Y de pronto vi de nuevo al siniestro personaje. El hombre del ojo como un huevo de paloma, con el que nos habíamos topado la otra mañana en la Playa del Muerto, asomándose entre el foque y la cabina de proa. Su único ojo nos miraba con rabia.

-A Smirnoff lo heredé con el barco- me aclaró el capitán, al darse cuenta de mi inquietud-. Mi padre me hizo prometer que vendría conmigo- después bajó la voz-. No soy el más indicado para decirlo, pero no me fío ni un pelo de ese tipo. Sólo tiene un  amigo: el dinero. Presiento que nos va a dar problemas cuando digamos de abandonar el contrabando.

-Dice que lleva tortugas en el barco, ¿es eso cierto?- indagó Lucas.

-¡Anda! ¡Yo no lo sabía! ¡Quiero una pequeñita para mí también! Nunca he tenido una mascota-dijo el gigantón con su acento de niño grande.

-¡No seas ridículo Hércules! -atronó enfadado el cocinero-. Es un trola que le ha metido a este par de enanos infelices ¡Aquí los únicos animales que hay sois tú y Jeremías!

-¡Al ladrón! ¡Al ladrón!-volvió a graznar el loro.

Aquel siniestro mentiroso, de nombre Smirnoff, se deslizó como una serpiente por las escaleras de popa. Yo no dejaba de mirarlo de reojo.

-¡Gracias por la comida! Ahora tenemos que marcharnos -dije, levantándome del taburete como si me hubieran puesto un puerco espín en el asiento.

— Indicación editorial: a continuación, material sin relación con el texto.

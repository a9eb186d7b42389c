//! In-memory log backend.
//!
//! Records and committed positions live in a [`MemLogStore`]. Managers opened
//! on the same store see the same logs, so a consumer group resumes where it
//! left off after its manager is closed and a new one is opened.

use std::sync::Arc;

use crate::local::{LocalLogManager, NullJournal};
use crate::store::LogStore;

/// In-memory log manager.
pub type MemLogManager<M> = LocalLogManager<M, NullJournal>;

/// Shared in-memory storage for [`MemLogManager`]s.
///
/// Clones share the same logs.
#[derive(Debug)]
pub struct MemLogStore<M> {
    inner: Arc<LogStore<M>>,
}

impl<M: Clone> MemLogStore<M> {
    /// Creates an empty store.
    #[must_use]
    pub fn new() -> Self {
        Self {
            inner: Arc::new(LogStore::new()),
        }
    }
}

impl<M: Clone> Default for MemLogStore<M> {
    fn default() -> Self {
        Self::new()
    }
}

impl<M> Clone for MemLogStore<M> {
    fn clone(&self) -> Self {
        Self {
            inner: Arc::clone(&self.inner),
        }
    }
}

impl<M: Clone + Send + Sync + 'static> LocalLogManager<M, NullJournal> {
    /// Opens a manager on a shared store.
    #[must_use]
    pub fn open(store: &MemLogStore<M>) -> Self {
        Self::with_parts(Arc::clone(&store.inner), Arc::new(NullJournal))
    }

    /// Opens a manager on a fresh private store.
    #[must_use]
    pub fn in_memory() -> Self {
        Self::open(&MemLogStore::new())
    }
}
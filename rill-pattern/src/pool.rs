//! Pool plumbing shared by producers and consumers: the shutdown signal and
//! the future returned by `start()`.

use std::future::Future;
use std::pin::Pin;
use std::task::{Context, Poll};

use tokio::sync::watch;
use tokio::task::JoinHandle;

use crate::error::{PatternError, PatternResult};

/// Resolves to the status of every worker of a pool, ordered by worker id.
///
/// Dropping the future does not stop the pool; use the pool's `close()`.
#[derive(Debug)]
#[must_use = "a pool future does nothing unless awaited"]
pub struct PoolFuture<S> {
    handle: JoinHandle<PatternResult<Vec<S>>>,
}

impl<S> PoolFuture<S> {
    pub(crate) const fn new(handle: JoinHandle<PatternResult<Vec<S>>>) -> Self {
        Self { handle }
    }

    /// Returns true once every worker has finished.
    #[must_use]
    pub fn is_finished(&self) -> bool {
        self.handle.is_finished()
    }
}

impl<S> Future for PoolFuture<S> {
    type Output = PatternResult<Vec<S>>;

    fn poll(mut self: Pin<&mut Self>, cx: &mut Context<'_>) -> Poll<Self::Output> {
        match Pin::new(&mut self.handle).poll(cx) {
            Poll::Ready(Ok(result)) => Poll::Ready(result),
            Poll::Ready(Err(err)) => Poll::Ready(Err(PatternError::from_join(err))),
            Poll::Pending => Poll::Pending,
        }
    }
}

/// Sending half of a pool's shutdown signal.
#[derive(Debug)]
pub(crate) struct Shutdown {
    tx: watch::Sender<bool>,
}

impl Shutdown {
    pub(crate) fn new() -> Self {
        let (tx, _rx) = watch::channel(false);
        Self { tx }
    }

    /// Signals every subscriber. A closed pool stays closed.
    pub(crate) fn trigger(&self) {
        self.tx.send_replace(true);
    }

    pub(crate) fn is_triggered(&self) -> bool {
        *self.tx.borrow()
    }

    pub(crate) fn subscribe(&self) -> ShutdownSignal {
        ShutdownSignal {
            rx: self.tx.subscribe(),
        }
    }
}

/// Receiving half of a pool's shutdown signal, one per worker.
#[derive(Debug, Clone)]
pub(crate) struct ShutdownSignal {
    rx: watch::Receiver<bool>,
}

impl ShutdownSignal {
    /// Completes once the pool is closed.
    ///
    /// Never completes if the pool was dropped without being closed: its
    /// workers run to completion.
    pub(crate) async fn cancelled(&mut self) {
        if self.rx.wait_for(|closed| *closed).await.is_err() {
            std::future::pending::<()>().await;
        }
    }
}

Tiré del brazo de Lucas-. Otras obligaciones nos reclaman. ¡Esta profesión es dura!

Los tripulantes de la Tintorera se quedaron un poco sorprendidos de nuestra repentina despedida.

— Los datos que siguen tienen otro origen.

//! Log error types.
//!
//! All errors are explicit and typed. No string errors.

use rill_core::{LogPartition, Name};
use thiserror::Error;

/// Result type for log operations.
pub type LogResult<T> = Result<T, LogError>;

/// Errors that can occur while appending to or tailing a log.
#[derive(Debug, Error, Clone, PartialEq, Eq)]
pub enum LogError {
    /// The log does not exist.
    #[error("unknown log: {name}")]
    UnknownLog {
        /// The log that was not found.
        name: Name,
    },

    /// Partition index is outside the log.
    #[error("partition {partition} out of range for {name} (size {size})")]
    PartitionOutOfRange {
        /// The log.
        name: Name,
        /// Requested partition.
        partition: u32,
        /// Number of partitions of the log.
        size: u32,
    },

    /// Another tailer of the same group already owns the partition.
    #[error("a tailer of group {group} is already open on {partition}")]
    TailerAlreadyOpen {
        /// The consumer group.
        group: Name,
        /// The contended partition.
        partition: LogPartition,
    },

    /// The partition is not assigned to this tailer.
    #[error("partition {partition} is not assigned to this tailer")]
    NotAssigned {
        /// The partition.
        partition: LogPartition,
    },

    /// The manager, appender or tailer has been closed.
    #[error("log is closed")]
    Closed,

    /// The partition reached its configured record limit.
    #[error("partition {partition} is full: {max} records")]
    PartitionFull {
        /// The partition.
        partition: LogPartition,
        /// Configured maximum.
        max: u64,
    },

    /// Encoded record exceeds the maximum size.
    #[error("record too large: {size} bytes exceeds max {max} bytes")]
    RecordTooLarge {
        /// Actual size in bytes.
        size: u64,
        /// Maximum allowed size.
        max: u32,
    },

    /// CRC checksum mismatch indicates corruption.
    #[error("checksum mismatch at byte {position}: expected {expected:#010x}, got {actual:#010x}")]
    ChecksumMismatch {
        /// Byte position of the frame.
        position: u64,
        /// Expected CRC32 value.
        expected: u32,
        /// Actual CRC32 value computed.
        actual: u32,
    },

    /// A record or metadata payload could not be decoded.
    #[error("corrupted data: {message}")]
    Corruption {
        /// Description of the corruption.
        message: String,
    },

    /// Invalid name or argument.
    #[error(transparent)]
    Core(#[from] rill_core::Error),

    /// I/O error from the file backend.
    #[error("I/O error: {operation}: {message}")]
    Io {
        /// What operation was being performed.
        operation: &'static str,
        /// Error message.
        message: String,
    },
}

impl LogError {
    /// Creates an I/O error.
    #[must_use]
    pub fn io(operation: &'static str, err: std::io::Error) -> Self {
        Self::Io {
            operation,
            message: err.to_string(),
        }
    }

    /// Creates a corruption error.
    #[must_use]
    pub fn corruption(message: impl Into<String>) -> Self {
        Self::Corruption {
            message: message.into(),
        }
    }
}
// -----------------------------------------------------------------------------
// Manager
// -----------------------------------------------------------------------------

/// Log manager over a shared store.
///
/// Closing the manager (or dropping it) closes every appender and tailer it
/// handed out. The store, and so every record and committed position, stays
/// available to managers opened later on it.
pub struct LocalLogManager<M, J> {
    store: Arc<LogStore<M>>,
    journal: Arc<J>,
    session: Arc<Session>,
}

impl<M, J> LocalLogManager<M, J>
where
    M: Clone + Send + Sync + 'static,
    J: Journal<M>,
{
    pub(crate) fn with_parts(store: Arc<LogStore<M>>, journal: Arc<J>) -> Self {
        Self {
            store,
            journal,
            session: Arc::new(Session::new()),
        }
    }

    fn log(&self, name: &Name) -> LogResult<Arc<LogState<M>>> {
        self.store.log(name)
    }
}

impl<M, J> std::fmt::Debug for LocalLogManager<M, J> {
    fn fmt(&self, f: &mut std::fmt::Formatter<'_>) -> std::fmt::Result {
        f.debug_struct("LocalLogManager")
            .field("closed", &self.session.is_closed())
            .finish_non_exhaustive()
    }
}
//! Rill Core - Value types shared by the Rill log and pattern crates.
//!
//! This crate provides the identifiers every other Rill crate speaks in. It
//! does NOT provide any storage: logs, tailers and appenders live in
//! `rill-log`, pools and policies in `rill-pattern`.
//!
//! # Design Principles (TigerStyle)
//!
//! - **Strongly-typed IDs**: a `PartitionId` can't be mixed up with a `WorkerId`
//! - **Explicit limits**: names, partition counts and records are bounded
//! - **Explicit types**: `u32` partitions, `u64` offsets, no `usize` on the wire
//! - **No unsafe code**

#![forbid(unsafe_code)]
#![deny(missing_docs)]
#![deny(clippy::all)]
#![warn(clippy::pedantic)]
#![warn(clippy::nursery)]

mod error;
pub mod limits;
mod name;
mod offset;
mod types;

pub use error::{Error, Result};
pub use name::Name;
pub use offset::{LogLag, LogOffset, LogPartition};
pub use types::{PartitionId, WorkerId};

-¡Rápido! –grité a mi amigo cuando saltamos a tierra firme- ¡Tenemos que averiguar donde está construyendo su nido ese pajarraco!

-¿Crees que ese tal Smirnoff anda metido en algún asunto turbio y que actúa por cuenta propia?-me preguntó Lucas apresurando el paso.

-Cada vez estoy más segura. Pienso que esos tres hombres que se han quedado en el barco son legales, bueno están un poco fuera de la ley, pero no mienten. Yo no desconfiaría jamás de alguien que lee a Jack London.

Vimos como el contrabandista se alejaba del puerto y se metía por un callejón en dirección al centro del pueblo. Le seguimos el rastro escondiéndonos, como sombras articuladas,  por los portales.

-¡Alto!-me gritó Lucas-. ¡Ya he descubierto donde deposita el ave carroñera las briznas de hierba para construir su feo nido!

Señaló con su pulgar hacia arriba, en dirección a una de las ventanas del Ayuntamiento. Justo a la ventana del despacho del alcalde.

Entonces vimos, con toda claridad, que frente a la silueta de Smirnoff, hablaba y agitaba los brazos otra silueta: la de Lolo Penafreta.